→ Task prompt:
Can you print every record below exactly as written?

→ Data under study:
====

//! Store-backed implementation of the `AuthService` trait.

use async_trait::async_trait;
use std::sync::Arc;
use tracing::{Span, debug, error, info_span};

use crate::db::CredentialLookup;
use crate::domain::User;
use crate::services::auth_service::{AuthError, AuthService};

pub struct CredentialAuthService {
    lookup: Arc<dyn CredentialLookup>,
    span: Span,
}

impl CredentialAuthService {
    #[must_use]
    pub fn new(lookup: Arc<dyn CredentialLookup>) -> Self {
        Self::with_span(lookup, info_span!("auth"))
    }

    #[must_use]
    pub const fn with_span(lookup: Arc<dyn CredentialLookup>, span: Span) -> Self {
        Self { lookup, span }
    }
}

#[async_trait]
impl AuthService for CredentialAuthService {
    async fn resolve(&self, credential: &str) -> Result<User, AuthError> {
        if credential.is_empty() {
            debug!(parent: &self.span, "Request carried no credential");
            return Err(AuthError::NoCredential);
        }

        match self.lookup.find_by_credential(credential).await {
            Ok(Some(user)) => Ok(user),
            Ok(None) => {
                debug!(parent: &self.span, "Credential did not match any user");
                Err(AuthError::CallerUnknown)
            }
            Err(e) => {
                error!(parent: &self.span, error = %e, "Credential lookup failed");
                Err(AuthError::Store(e))
            }
        }
    }

    async fn is_admin(&self, credential: &str) -> Result<bool, AuthError> {
        let user = self.resolve(credential).await?;
        Ok(user.is_admin)
    }

    // Admins can access any user
    async fn is_caller_or_admin(
        &self,
        credential: &str,
        target_id: &str,
    ) -> Result<bool, AuthError> {
        let user = self.resolve(credential).await?;
        Ok(user.is_admin || user.id.matches(target_id))
    }

    // Presence in the store is the whole proof of authentication
    async fn is_authenticated(&self, credential: &str) -> Result<bool, AuthError> {
        self.resolve(credential).await?;
        Ok(true)
    }

    async fn require_admin(&self, credential: &str) -> Result<User, AuthError> {
        let user = self.resolve(credential).await?;
        if user.is_admin {
            Ok(user)
        } else {
            debug!(parent: &self.span, user_id = %user.id, "Admin access denied");
            Err(AuthError::NotAdmin)
        }
    }

    async fn require_caller_or_admin(
        &self,
        credential: &str,
        target_id: &str,
    ) -> Result<User, AuthError> {
        let user = self.resolve(credential).await?;
        if user.is_admin || user.id.matches(target_id) {
            Ok(user)
        } else {
            debug!(parent: &self.span, user_id = %user.id, "Access to another user denied");
            Err(AuthError::NotCallerOrAdmin)
        }
    }
}

#[cfg(test)]
mod tests {
    use super::*;
    use crate::test_utils::{MemoryStore, admin_user, default_user, other_user};

    fn service(store: MemoryStore) -> CredentialAuthService {
        CredentialAuthService::with_span(Arc::new(store), Span::none())
    }

    fn seeded() -> CredentialAuthService {
        service(MemoryStore::with_users(vec![
            admin_user(),
            default_user(),
            other_user(),
        ]))
    }

    #[tokio::test]
    async fn resolve_returns_user_for_known_credential() {
        let auth = seeded();
        let user = auth.resolve("ADMIN").await.unwrap();
        assert!(user.is_admin);
        assert_eq!(user.tokens_remaining, 100);
    }

    #[tokio::test]
    async fn empty_credential_is_no_credential_for_every_check() {
        let auth = seeded();
        assert!(matches!(auth.resolve("").await, Err(AuthError::NoCredential)));
        assert!(matches!(auth.is_admin("").await, Err(AuthError::NoCredential)));
        assert!(matches!(
            auth.is_caller_or_admin("", "1").await,
            Err(AuthError::NoCredential)
        ));
        assert!(matches!(
            auth.is_authenticated("").await,
            Err(AuthError::NoCredential)
        ));
        assert!(matches!(
            auth.require_admin("").await,
            Err(AuthError::NoCredential)
        ));
    }

    #[tokio::test]
    async fn unknown_credential_is_caller_unknown_for_every_check() {
        let auth = seeded();
        assert!(matches!(
            auth.resolve("MISSING").await,
            Err(AuthError::CallerUnknown)
        ));
        assert!(matches!(
            auth.is_admin("MISSING").await,
            Err(AuthError::CallerUnknown)
        ));
        assert!(matches!(
            auth.is_caller_or_admin("MISSING", "1").await,
            Err(AuthError::CallerUnknown)
        ));
        assert!(matches!(
            auth.is_authenticated("MISSING").await,
            Err(AuthError::CallerUnknown)
        ));
    }

    #[tokio::test]
    async fn empty_credential_never_reaches_the_store() {
        let auth = service(MemoryStore::failing());
        assert!(matches!(auth.resolve("").await, Err(AuthError::NoCredential)));
    }

    #[tokio::test]
    async fn store_failures_propagate_unchanged() {
        let auth = service(MemoryStore::failing());
        assert!(matches!(auth.resolve("ADMIN").await, Err(AuthError::Store(_))));
        assert!(matches!(auth.is_admin("ADMIN").await, Err(AuthError::Store(_))));
        assert!(matches!(
            auth.is_caller_or_admin("ADMIN", "1").await,
            Err(AuthError::Store(_))
        ));
        assert!(matches!(
            auth.is_authenticated("ADMIN").await,
            Err(AuthError::Store(_))
        ));
    }

    #[tokio::test]
    async fn is_admin_reflects_flag() {
        let auth = seeded();
        assert!(auth.is_admin("ADMIN").await.unwrap());
        assert!(!auth.is_admin("DEFAULT").await.unwrap());
    }

    #[tokio::test]
    async fn admin_may_act_on_any_target() {
        let auth = seeded();
        for target in ["1", "2", "3", "999", "BAD", ""] {
            assert!(auth.is_caller_or_admin("ADMIN", target).await.unwrap());
        }
    }

    #[tokio::test]
    async fn non_admin_may_act_only_on_self() {
        let auth = seeded();
        let caller = default_user();
        assert!(
            auth.is_caller_or_admin("DEFAULT", &caller.id.to_string())
                .await
                .unwrap()
        );
        assert!(!auth.is_caller_or_admin("DEFAULT", "3").await.unwrap());
        assert!(!auth.is_caller_or_admin("DEFAULT", "1").await.unwrap());
        assert!(!auth.is_caller_or_admin("DEFAULT", "BAD").await.unwrap());
    }

    #[tokio::test]
    async fn is_authenticated_ignores_admin_flag() {
        let auth = seeded();
        assert!(auth.is_authenticated("ADMIN").await.unwrap());
        assert!(auth.is_authenticated("DEFAULT").await.unwrap());
        assert!(auth.is_authenticated("OTHER").await.unwrap());
    }

    #[tokio::test]
    async fn require_admin_classifies_non_admin() {
        let auth = seeded();
        assert_eq!(auth.require_admin("ADMIN").await.unwrap().id, admin_user().id);
        assert!(matches!(
            auth.require_admin("DEFAULT").await,
            Err(AuthError::NotAdmin)
        ));
    }

    #[tokio::test]
    async fn require_caller_or_admin_classifies_other_target() {
        let auth = seeded();
        let user = auth.require_caller_or_admin("DEFAULT", "2").await.unwrap();
        assert_eq!(user.id, default_user().id);
        assert!(matches!(
            auth.require_caller_or_admin("DEFAULT", "3").await,
            Err(AuthError::NotCallerOrAdmin)
        ));
        assert!(auth.require_caller_or_admin("ADMIN", "3").await.is_ok());
    }
}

====

→ Your solution:
//! Store-backed implementation of the `AuthService` trait.

use async_trait::async_trait;
use std::sync::Arc;
use tracing::{Span, debug, error, info_span};

use crate::db::CredentialLookup;
use crate::domain::User;
use crate::services::auth_service::{AuthError, AuthService};

pub struct CredentialAuthService {
    lookup: Arc<dyn CredentialLookup>,
    span: Span,
}

impl CredentialAuthService {
    #[must_use]
    pub fn new(lookup: Arc<dyn CredentialLookup>) -> Self {
        Self::with_span(lookup, info_span!("auth"))
    }

    #[must_use]
    pub const fn with_span(lookup: Arc<dyn CredentialLookup>, span: Span) -> Self {
        Self { lookup, span }
    }
}

#[async_trait]
impl AuthService for CredentialAuthService {
    async fn resolve(&self, credential: &str) -> Result<User, AuthError> {
        if credential.is_empty() {
            debug!(parent: &self.span, "Request carried no credential");
            return Err(AuthError::NoCredential);
        }

        match self.lookup.find_by_credential(credential).await {
            Ok(Some(user)) => Ok(user),
            Ok(None) => {
                debug!(parent: &self.span, "Credential did not match any user");
                Err(AuthError::CallerUnknown)
            }
            Err(e) => {
                error!(parent: &self.span, error = %e, "Credential lookup failed");
                Err(AuthError::Store(e))
            }
        }
    }

    async fn is_admin(&self, credential: &str) -> Result<bool, AuthError> {
        let user = self.resolve(credential).await?;
        Ok(user.is_admin)
    }

    // Admins can access any user
    async fn is_caller_or_admin(
        &self,
        credential: &str,
        target_id: &str,
    ) -> Result<bool, AuthError> {
        let user = self.resolve(credential).await?;
        Ok(user.is_admin || user.id.matches(target_id))
    }

    // Presence in the store is the whole proof of authentication
    async fn is_authenticated(&self, credential: &str) -> Result<bool, AuthError> {
        self.resolve(credential).await?;
        Ok(true)
    }

    async fn require_admin(&self, credential: &str) -> Result<User, AuthError> {
        let user = self.resolve(credential).await?;
        if user.is_admin {
            Ok(user)
        } else {
            debug!(parent: &self.span, user_id = %user.id, "Admin access denied");
            Err(AuthError::NotAdmin)
        }
    }

    async fn require_caller_or_admin(
        &self,
        credential: &str,
        target_id: &str,
    ) -> Result<User, AuthError> {
        let user = self.resolve(credential).await?;
        if user.is_admin || user.id.matches(target_id) {
            Ok(user)
        } else {
            debug!(parent: &self.span, user_id = %user.id, "Access to another user denied");
            Err(AuthError::NotCallerOrAdmin)
        }
    }
}

#[cfg(test)]
mod tests {
    use super::*;
    use crate::test_utils::{MemoryStore, admin_user, default_user, other_user};

    fn service(store: MemoryStore) -> CredentialAuthService {
        CredentialAuthService::with_span(Arc::new(store), Span::none())
    }

    fn seeded() -> CredentialAuthService {
        service(MemoryStore::with_users(vec![
            admin_user(),
            default_user(),
            other_user(),
        ]))
    }

    #[tokio::test]
    async fn resolve_returns_user_for_known_credential() {
        let auth = seeded();
        let user = auth.resolve("ADMIN").await.unwrap();
        assert!(user.is_admin);
        assert_eq!(user.tokens_remaining, 100);
    }

    #[tokio::test]
    async fn empty_credential_is_no_credential_for_every_check() {
        let auth = seeded();
        assert!(matches!(auth.resolve("").await, Err(AuthError::NoCredential)));
        assert!(matches!(auth.is_admin("").await, Err(AuthError::NoCredential)));
        assert!(matches!(
            auth.is_caller_or_admin("", "1").await,
            Err(AuthError::NoCredential)
        ));
        assert!(matches!(
            auth.is_authenticated("").await,
            Err(AuthError::NoCredential)
        ));
        assert!(matches!(
            auth.require_admin("").await,
            Err(AuthError::NoCredential)
        ));
    }

    #[tokio::test]
    async fn unknown_credential_is_caller_unknown_for_every_check() {
        let auth = seeded();
        assert!(matches!(
            auth.resolve("MISSING").await,
            Err(AuthError::CallerUnknown)
        ));
        assert!(matches!(
            auth.is_admin("MISSING").await,
            Err(AuthError::CallerUnknown)
        ));
        assert!(matches!(
            auth.is_caller_or_admin("MISSING", "1").await,
            Err(AuthError::CallerUnknown)
        ));
        assert!(matches!(
            auth.is_authenticated("MISSING").await,
            Err(AuthError::CallerUnknown)
        ));
    }

    #[tokio::test]
    async fn empty_credential_never_reaches_the_store() {
        let auth = service(MemoryStore::failing());
        assert!(matches!(auth.resolve("").await, Err(AuthError::NoCredential)));
    }

    #[tokio::test]
    async fn store_failures_propagate_unchanged() {
        let auth = service(MemoryStore::failing());
        assert!(matches!(auth.resolve("ADMIN").await, Err(AuthError::Store(_))));
        assert!(matches!(auth.is_admin("ADMIN").await, Err(AuthError::Store(_))));
        assert!(matches!(
            auth.is_caller_or_admin("ADMIN", "1").await,
            Err(AuthError::Store(_))
        ));
        assert!(matches!(
            auth.is_authenticated("ADMIN").await,
            Err(AuthError::Store(_))
        ));
    }

    #[tokio::test]
    async fn is_admin_reflects_flag() {
        let auth = seeded();
        assert!(auth.is_admin("ADMIN").await.unwrap());
        assert!(!auth.is_admin("DEFAULT").await.unwrap());
    }

    #[tokio::test]
    async fn admin_may_act_on_any_target() {
        let auth = seeded();
        for target in ["1", "2", "3", "999", "BAD", ""] {
            assert!(auth.is_caller_or_admin("ADMIN", target).await.unwrap());
        }
    }

    #[tokio::test]
    async fn non_admin_may_act_only_on_self() {
        let auth = seeded();
        let caller = default_user();
        assert!(
            auth.is_caller_or_admin("DEFAULT", &caller.id.to_string())
                .await
                .unwrap()
        );
        assert!(!auth.is_caller_or_admin("DEFAULT", "3").await.unwrap());
        assert!(!auth.is_caller_or_admin("DEFAULT", "1").await.unwrap());
        assert!(!auth.is_caller_or_admin("DEFAULT", "BAD").await.unwrap());
    }

    #[tokio::test]
    async fn is_authenticated_ignores_admin_flag() {
        let auth = seeded();
        assert!(auth.is_authenticated("ADMIN").await.unwrap());
        assert!(auth.is_authenticated("DEFAULT").await.unwrap());
        assert!(auth.is_authenticated("OTHER").await.unwrap());
    }

    #[tokio::test]
    async fn require_admin_classifies_non_admin() {
        let auth = seeded();
        assert_eq!(auth.require_admin("ADMIN").await.unwrap().id, admin_user().id);
        assert!(matches!(
            auth.require_admin("DEFAULT").await,
            Err(AuthError::NotAdmin)
        ));
    }

    #[tokio::test]
    async fn require_caller_or_admin_classifies_other_target() {
        let auth = seeded();
        let user = auth.require_caller_or_admin("DEFAULT", "2").await.unwrap();
        assert_eq!(user.id, default_user().id);
        assert!(matches!(
            auth.require_caller_or_admin("DEFAULT", "3").await,
            Err(AuthError::NotCallerOrAdmin)
        ));
        assert!(auth.require_caller_or_admin("ADMIN", "3").await.is_ok());
    }
}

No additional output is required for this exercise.